**To do:** The answer is a single number: the count of lines below in which the word "context" appears.

**Information supplied:**
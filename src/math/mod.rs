pub mod matrix;

pub use matrix::Matrix;
pub mod dense;

pub use dense::{Layer, LayerGradients};
use proptest::prelude::*;
use rand::rngs::StdRng;
use rand::SeedableRng;

use ferrite_dnn::{Dimensions, Matrix, Network, Sgd};

fn widths() -> impl Strategy<Value = Vec<usize>> {
    prop::collection::vec(1usize..6, 2..5)
}

/// Inputs drawn wide enough to push some pre-activations deep into saturation.
fn batch(n_features: usize, m: usize, seed: u64) -> (Matrix, Matrix) {
    let mut rng = StdRng::seed_from_u64(seed);
    let x = Matrix::standard_normal(n_features, m, 40.0, &mut rng);
    let y = Matrix::row_vector((0..m).map(|j| if x.data[0][j] >= 0.0 { 1.0 } else { 0.0 }).collect());
    (x, y)
}

proptest! {
    #[test]
    fn initialised_parameters_follow_dimensions(widths in widths(), seed in any::<u64>()) {
        let dims = Dimensions::new(widths.clone()).unwrap();
        let network = Network::with_seed(&dims, seed);

        prop_assert_eq!(network.layers().len(), widths.len() - 1);
        for (c, layer) in network.layers().iter().enumerate() {
            prop_assert_eq!(layer.weights.shape(), (widths[c + 1], widths[c]));
            prop_assert_eq!(layer.biases.shape(), (widths[c + 1], 1));
            prop_assert!(layer.biases.values().all(|b| b == 0.0));
        }
    }

    #[test]
    fn forward_activations_are_open_unit_interval(
        widths in widths(),
        m in 1usize..8,
        seed in any::<u64>(),
    ) {
        let dims = Dimensions::new(widths.clone()).unwrap();
        let network = Network::with_seed(&dims, seed);
        let (x, _) = batch(widths[0], m, seed);

        let activations = network.forward(&x).unwrap();
        prop_assert_eq!(activations.len(), widths.len());
        for c in 1..widths.len() {
            let a = activations.get(c).unwrap();
            prop_assert_eq!(a.shape(), (widths[c], m));
            prop_assert!(a.values().all(|v| v > 0.0 && v < 1.0));
        }

        let again = network.forward(&x).unwrap();
        prop_assert_eq!(again.output(), activations.output());
    }

    #[test]
    fn gradients_mirror_parameter_shapes(
        hidden in prop::collection::vec(1usize..6, 0..3),
        n_features in 1usize..5,
        m in 1usize..8,
        seed in any::<u64>(),
    ) {
        let dims = Dimensions::from_topology(n_features, &hidden, 1).unwrap();
        let network = Network::with_seed(&dims, seed);
        let (x, y) = batch(n_features, m, seed);

        let activations = network.forward(&x).unwrap();
        let gradients = network.backward(&y, &activations).unwrap();
        for (c, layer) in network.layers().iter().enumerate() {
            let g = gradients.layer(c + 1).unwrap();
            prop_assert_eq!(g.weights.shape(), layer.weights.shape());
            prop_assert_eq!(g.biases.shape(), layer.biases.shape());
            prop_assert!(g.weights.values().chain(g.biases.values()).all(f64::is_finite));
        }
    }

    #[test]
    fn update_moves_each_parameter_by_scaled_gradient(
        hidden in prop::collection::vec(1usize..5, 1..3),
        lr in 0.0f64..2.0,
        seed in any::<u64>(),
    ) {
        let dims = Dimensions::from_topology(3, &hidden, 1).unwrap();
        let before = Network::with_seed(&dims, seed);
        let (x, y) = batch(3, 5, seed);
        let gradients = before.backward(&y, &before.forward(&x).unwrap()).unwrap();

        let mut after = before.clone();
        Sgd::new(lr).step(&mut after, &gradients).unwrap();

        for (c, (old, new)) in before.layers().iter().zip(after.layers()).enumerate() {
            let g = gradients.layer(c + 1).unwrap();
            for ((w_old, w_new), dw) in old.weights.values().zip(new.weights.values()).zip(g.weights.values()) {
                prop_assert!((w_new - (w_old - lr * dw)).abs() <= 1e-12);
            }
            for ((b_old, b_new), db) in old.biases.values().zip(new.biases.values()).zip(g.biases.values()) {
                prop_assert!((b_new - (b_old - lr * db)).abs() <= 1e-12);
            }
        }
    }

    #[test]
    fn zero_learning_rate_leaves_parameters_unchanged(seed in any::<u64>()) {
        let dims = Dimensions::new(vec![2, 4, 1]).unwrap();
        let before = Network::with_seed(&dims, seed);
        let (x, y) = batch(2, 4, seed);
        let gradients = before.backward(&y, &before.forward(&x).unwrap()).unwrap();

        let mut after = before.clone();
        Sgd::new(0.0).step(&mut after, &gradients).unwrap();
        prop_assert_eq!(after, before);
    }

    #[test]
    fn binarize_splits_at_one_half(p in 0.0f64..1.0) {
        let out = Network::binarize(&Matrix::row_vector(vec![p, 0.5]));
        prop_assert_eq!(out.data[0][0], if p >= 0.5 { 1.0 } else { 0.0 });
        prop_assert_eq!(out.data[0][1], 1.0);
    }
}
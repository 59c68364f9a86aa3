//! CSV parsing for binary-labelled datasets.
//!
//! Supported format:
//! - UTF-8, comma-separated
//! - Optional header row (auto-detected: first row is a header if it contains
//!   any non-numeric, non-empty cell)
//! - Double-quoted fields with embedded commas are handled correctly
//! - The last column is the class label and must be 0 or 1; every other
//!   column is a numeric feature.

/// Parses CSV text into per-example feature rows and their 0/1 labels.
///
/// Errors are plain messages; the loader attaches the file path.
pub fn parse_csv(text: &str) -> Result<(Vec<Vec<f64>>, Vec<f64>), String> {
    let mut lines = text.lines().peekable();

    // Auto-detect header: skip first line if any cell is non-numeric.
    if let Some(first) = lines.peek() {
        if is_header(first) {
            lines.next();
        }
    }

    let mut inputs: Vec<Vec<f64>> = Vec::new();
    let mut labels: Vec<f64> = Vec::new();

    for (row_idx, line) in lines.enumerate() {
        let line = line.trim();
        if line.is_empty() {
            continue;
        }

        let cells = parse_csv_row(line);
        let Some((label_cell, feature_cells)) = cells.split_last() else {
            continue;
        };
        if feature_cells.is_empty() {
            return Err(format!(
                "Row {}: expected at least 2 columns (features + label), got {}",
                row_idx + 1,
                cells.len()
            ));
        }

        let feats = parse_floats(feature_cells, row_idx + 1)?;
        let label = parse_label(label_cell, row_idx + 1)?;

        inputs.push(feats);
        labels.push(label);
    }

    if inputs.is_empty() {
        return Err("CSV contains no data rows after parsing".into());
    }

    // Verify all rows have the same feature width.
    let n_feats = inputs[0].len();
    for (i, row) in inputs.iter().enumerate() {
        if row.len() != n_feats {
            return Err(format!(
                "Row {}: feature count {} does not match first row's {}",
                i + 1, row.len(), n_feats
            ));
        }
    }

    Ok((inputs, labels))
}

/// Returns `true` if the row looks like a header (any cell non-numeric).
fn is_header(line: &str) -> bool {
    let cells = parse_csv_row(line);
    cells.iter().any(|c| {
        let t = c.trim();
        !t.is_empty() && t.parse::<f64>().is_err()
    })
}

/// Parses a single CSV row, handling double-quoted fields.
fn parse_csv_row(line: &str) -> Vec<String> {
    let mut fields = Vec::new();
    let mut current = String::new();
    let mut in_quotes = false;
    let mut chars = line.chars().peekable();

    while let Some(ch) = chars.next() {
        match ch {
            '"' if in_quotes && chars.peek() == Some(&'"') => {
                // Escaped quote inside quoted field.
                current.push('"');
                chars.next();
            }
            '"' => in_quotes = !in_quotes,
            ',' if !in_quotes => fields.push(std::mem::take(&mut current)),
            c => current.push(c),
        }
    }
    fields.push(current);
    fields
}

fn parse_floats(cells: &[String], row_num: usize) -> Result<Vec<f64>, String> {
    cells.iter()
        .map(|c| {
            let t = c.trim();
            match t.parse::<f64>() {
                Ok(v) if v.is_finite() => Ok(v),
                _ => Err(format!("Row {}: '{}' is not a valid number", row_num, t)),
            }
        })
        .collect()
}

fn parse_label(cell: &str, row_num: usize) -> Result<f64, String> {
    match cell.trim().parse::<f64>() {
        Ok(v) if v == 0.0 || v == 1.0 => Ok(v),
        _ => Err(format!("Row {}: label '{}' must be 0 or 1", row_num, cell.trim())),
    }
}
use serde::{Serialize, Deserialize};

/// Metrics recorded after one completed iteration.
///
/// When a `progress_tx` channel is configured in `TrainConfig`, the training
/// loop sends one `IterationStats` value per iteration. All four metrics are
/// measured with the parameters produced by that iteration's update.
#[derive(Debug, Clone, Copy, PartialEq, Serialize, Deserialize)]
pub struct IterationStats {
    /// 1-based iteration number.
    pub iteration: usize,
    /// Total iterations requested for this run.
    pub total_iterations: usize,
    /// Binary cross-entropy on the training set.
    pub train_loss: f64,
    /// Binary cross-entropy on the test set.
    pub test_loss: f64,
    /// Training accuracy as a fraction in [0, 1].
    pub train_accuracy: f64,
    /// Test accuracy as a fraction in [0, 1].
    pub test_accuracy: f64,
    /// Wall-clock duration of this iteration in milliseconds.
    pub elapsed_ms: u64,
}
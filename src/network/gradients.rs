use crate::error::{NetError, NetResult};
use crate::layers::dense::LayerGradients;
use crate::network::network::Network;

/// Gradients for every layer of a network, layer 1 first.
#[derive(Debug, Clone, PartialEq)]
pub struct Gradients {
    pub layers: Vec<LayerGradients>,
}

impl Gradients {
    /// Gradient of layer `c` (`1..=L`).
    pub fn layer(&self, c: usize) -> Option<&LayerGradients> {
        c.checked_sub(1).and_then(|i| self.layers.get(i))
    }

    /// Fails unless there is one gradient per layer with matching shapes.
    pub fn check_against(&self, network: &Network) -> NetResult<()> {
        if self.layers.len() != network.layers().len() {
            return Err(NetError::shape(
                "Gradients layer count",
                (network.layers().len(), 1),
                (self.layers.len(), 1),
            ));
        }
        network.layers().iter()
            .zip(self.layers.iter())
            .try_for_each(|(layer, grads)| layer.check_gradients(grads))
    }
}
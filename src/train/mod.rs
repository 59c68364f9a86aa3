pub mod history;
pub mod iteration_stats;
pub mod loop_fn;
pub mod metrics;
pub mod train_config;
pub mod trainer;

pub use history::{Column, TrainingHistory};
pub use iteration_stats::IterationStats;
pub use loop_fn::{train_loop, TrainOutcome};
pub use metrics::{accuracy, evaluate, Evaluation};
pub use train_config::TrainConfig;
pub use trainer::{Trainer, TrainingState};
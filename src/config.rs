use std::path::{Path, PathBuf};

use serde::{Serialize, Deserialize};

use crate::data::images::ImageOptions;
use crate::error::{NetError, NetResult};
use crate::train::train_config::TrainConfig;

/// Settings for one `train` run of the command-line tool.
///
/// Also defines the config file format: every field is optional, so a file
/// can set just the ones it cares about and command-line flags fill the rest.
#[derive(Debug, Clone, Default, PartialEq, Serialize, Deserialize)]
#[serde(default, deny_unknown_fields)]
pub struct RunConfig {
    /// Training set: a `.csv` file or an image directory.
    pub train: Option<PathBuf>,
    /// Test set, same format as `train`.
    pub test: Option<PathBuf>,
    pub hidden_layers: Option<Vec<usize>>,
    pub learning_rate: Option<f64>,
    pub iterations: Option<usize>,
    pub seed: Option<u64>,
    /// Size images are resized to; ignored for CSV data.
    pub image_width: Option<u32>,
    pub image_height: Option<u32>,
    /// Where to write the history table (`.json` or `.csv`).
    pub history_out: Option<PathBuf>,
    /// Where to write the loss/accuracy chart.
    pub plot_out: Option<PathBuf>,
    /// Where to write the trained network.
    pub model_out: Option<PathBuf>,
}

impl RunConfig {
    pub fn load(path: &Path) -> NetResult<RunConfig> {
        let file = std::fs::File::open(path)?;
        let reader = std::io::BufReader::new(file);
        Ok(serde_json::from_reader(reader)?)
    }

    // merge configs where the second overwrites the first
    pub fn merge(self, other: RunConfig) -> RunConfig {
        RunConfig {
            train: other.train.or(self.train),
            test: other.test.or(self.test),
            hidden_layers: other.hidden_layers.or(self.hidden_layers),
            learning_rate: other.learning_rate.or(self.learning_rate),
            iterations: other.iterations.or(self.iterations),
            seed: other.seed.or(self.seed),
            image_width: other.image_width.or(self.image_width),
            image_height: other.image_height.or(self.image_height),
            history_out: other.history_out.or(self.history_out),
            plot_out: other.plot_out.or(self.plot_out),
            model_out: other.model_out.or(self.model_out),
        }
    }

    /// Both dataset paths, or `InvalidConfig` naming the missing one.
    pub fn dataset_paths(&self) -> NetResult<(&Path, &Path)> {
        let train = self.train.as_deref()
            .ok_or_else(|| NetError::InvalidConfig("no training set given (--train)".into()))?;
        let test = self.test.as_deref()
            .ok_or_else(|| NetError::InvalidConfig("no test set given (--test)".into()))?;
        Ok((train, test))
    }

    /// Hyper-parameters with defaults for anything unset.
    pub fn train_config(&self) -> TrainConfig {
        let defaults = TrainConfig::default();
        TrainConfig::new(
            self.hidden_layers.clone().unwrap_or(defaults.hidden_layers),
            self.learning_rate.unwrap_or(defaults.learning_rate),
            self.iterations.unwrap_or(defaults.iterations),
            self.seed.unwrap_or(defaults.seed),
        )
    }

    pub fn image_options(&self) -> ImageOptions {
        let defaults = ImageOptions::default();
        ImageOptions {
            width: self.image_width.unwrap_or(defaults.width),
            height: self.image_height.unwrap_or(defaults.height),
        }
    }
}
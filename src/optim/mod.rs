pub mod sgd;

pub use sgd::Sgd;
pub mod error;
pub mod math;
pub mod activation;
pub mod layers;
pub mod network;
pub mod loss;
pub mod optim;
pub mod train;
pub mod data;
pub mod report;
pub mod config;

// Convenience re-exports
pub use error::{NetError, NetResult};
pub use math::matrix::Matrix;
pub use layers::dense::Layer;
pub use network::{Activations, Dimensions, Gradients, Network};
pub use loss::bce::BceLoss;
pub use optim::sgd::Sgd;
pub use data::{load_data, Dataset, ImageOptions};
pub use train::{train_loop, TrainConfig, TrainOutcome, TrainingHistory};
pub use config::RunConfig;
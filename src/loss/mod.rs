pub mod bce;

pub use bce::BceLoss;
use std::path::PathBuf;

use thiserror::Error;

/// Every failure the library can report.
///
/// None of these are retryable: once the datasets are in memory all work is
/// deterministic, so an error always means bad input or a broken contract.
#[derive(Debug, Error)]
pub enum NetError {
    /// A required dataset file or directory does not exist.
    #[error("dataset not found: {}", path.display())]
    DatasetNotFound { path: PathBuf },

    /// The layer-width sequence cannot describe a network.
    #[error("invalid dimensions {dims:?}: {reason}")]
    InvalidDimensions { dims: Vec<usize>, reason: String },

    /// Two arrays that must agree in shape do not.
    #[error("shape mismatch in {context}: expected {expected:?}, got {actual:?}")]
    ShapeMismatch {
        context: &'static str,
        expected: (usize, usize),
        actual: (usize, usize),
    },

    /// A dataset exists but its contents could not be turned into samples.
    #[error("malformed dataset {}: {reason}", path.display())]
    MalformedDataset { path: PathBuf, reason: String },

    #[error("invalid configuration: {0}")]
    InvalidConfig(String),

    #[error(transparent)]
    Io(#[from] std::io::Error),

    #[error(transparent)]
    Json(#[from] serde_json::Error),

    #[error(transparent)]
    Image(#[from] image::ImageError),
}

pub type NetResult<T> = Result<T, NetError>;

impl NetError {
    pub(crate) fn shape(
        context: &'static str,
        expected: (usize, usize),
        actual: (usize, usize),
    ) -> NetError {
        NetError::ShapeMismatch { context, expected, actual }
    }
}
use std::fs;

use ferrite_dnn::data::toy::{builtin_and, builtin_blobs};
use ferrite_dnn::train::Column;
use ferrite_dnn::{load_data, train_loop, Dimensions, ImageOptions, Matrix, Network, TrainConfig};

#[test]
fn learns_and_gate() {
    let data = builtin_and();
    let config = TrainConfig::new(vec![4], 1.0, 3000, 1);
    let outcome = train_loop(&data, &data, &config).unwrap();

    assert!(outcome.completed);
    assert_eq!(outcome.network.dimensions().widths(), &[2, 4, 1]);
    assert_eq!(outcome.history.len(), 3000);

    let predictions = outcome.network.predict(&data.features).unwrap();
    assert_eq!(predictions, Matrix::row_vector(vec![0.0, 0.0, 0.0, 1.0]));

    let last = outcome.history.last().unwrap();
    assert_eq!(last[Column::TrainAccuracy as usize], 1.0);
    assert!(last[Column::TrainLoss as usize] < 0.1);
}

#[test]
fn loss_decreases_with_small_learning_rate() {
    let data = builtin_and();
    let config = TrainConfig::new(vec![4], 0.1, 500, 1);
    let outcome = train_loop(&data, &data, &config).unwrap();

    let losses: Vec<f64> = outcome.history.column(Column::TrainLoss).collect();
    assert_eq!(losses.len(), 500);
    assert!(losses.iter().all(|l| l.is_finite() && *l > 0.0));
    assert!(losses[499] < losses[0]);
}

#[test]
fn every_recorded_value_is_in_range() {
    let train = builtin_blobs(40);
    let test = builtin_blobs(11);
    let outcome = train_loop(&train, &test, &TrainConfig::new(vec![5, 3], 0.5, 50, 9)).unwrap();

    for row in outcome.history.rows() {
        assert!(row[0] > 0.0 && row[1] > 0.0);
        assert!((0.0..=1.0).contains(&row[2]));
        assert!((0.0..=1.0).contains(&row[3]));
    }
}

#[test]
fn csv_files_to_history_and_model() {
    let dir = tempfile::tempdir().unwrap();
    let train_path = dir.path().join("train.csv");
    let test_path = dir.path().join("test.csv");
    fs::write(&train_path, "x1,x2,label\n0,0,0\n0,1,0\n1,0,0\n1,1,1\n").unwrap();
    fs::write(&test_path, "x1,x2,label\n1,1,1\n0,1,0\n").unwrap();

    let (train, test) = load_data(&train_path, &test_path, &ImageOptions::default()).unwrap();
    let (train, test) = (train.normalized(), test.normalized());
    assert_eq!(train.n_examples(), 4);
    assert_eq!(test.n_examples(), 2);

    let outcome = train_loop(&train, &test, &TrainConfig::new(vec![3], 0.5, 20, 2)).unwrap();

    let history_path = dir.path().join("history.csv");
    outcome.history.save_csv(&history_path).unwrap();
    let text = fs::read_to_string(&history_path).unwrap();
    let mut lines = text.lines();
    assert_eq!(lines.next(), Some("iteration,train_loss,test_loss,train_accuracy,test_accuracy"));
    assert_eq!(lines.count(), 20);

    let model_path = dir.path().join("model.json");
    outcome.network.save_json(&model_path).unwrap();
    let restored = Network::load_json(&model_path).unwrap();
    assert_eq!(restored, outcome.network);
    assert_eq!(
        restored.predict_proba(&test.features).unwrap(),
        outcome.network.predict_proba(&test.features).unwrap()
    );
}

#[test]
fn saved_model_with_wrong_shapes_is_rejected() {
    let dims = Dimensions::new(vec![2, 3, 1]).unwrap();
    let mut network = Network::with_seed(&dims, 5);
    network.layers_mut()[1].weights = Matrix::zeros(1, 4);

    let dir = tempfile::tempdir().unwrap();
    let path = dir.path().join("broken.json");
    network.save_json(&path).unwrap();
    assert!(Network::load_json(&path).is_err());
}

#[test]
fn missing_dataset_is_reported_by_path() {
    let dir = tempfile::tempdir().unwrap();
    let present = dir.path().join("train.csv");
    fs::write(&present, "0,0,0\n1,1,1\n").unwrap();
    let missing = dir.path().join("nope.csv");

    let err = load_data(&present, &missing, &ImageOptions::default()).unwrap_err();
    assert!(err.to_string().contains("nope.csv"));
}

**Response to the task:** 4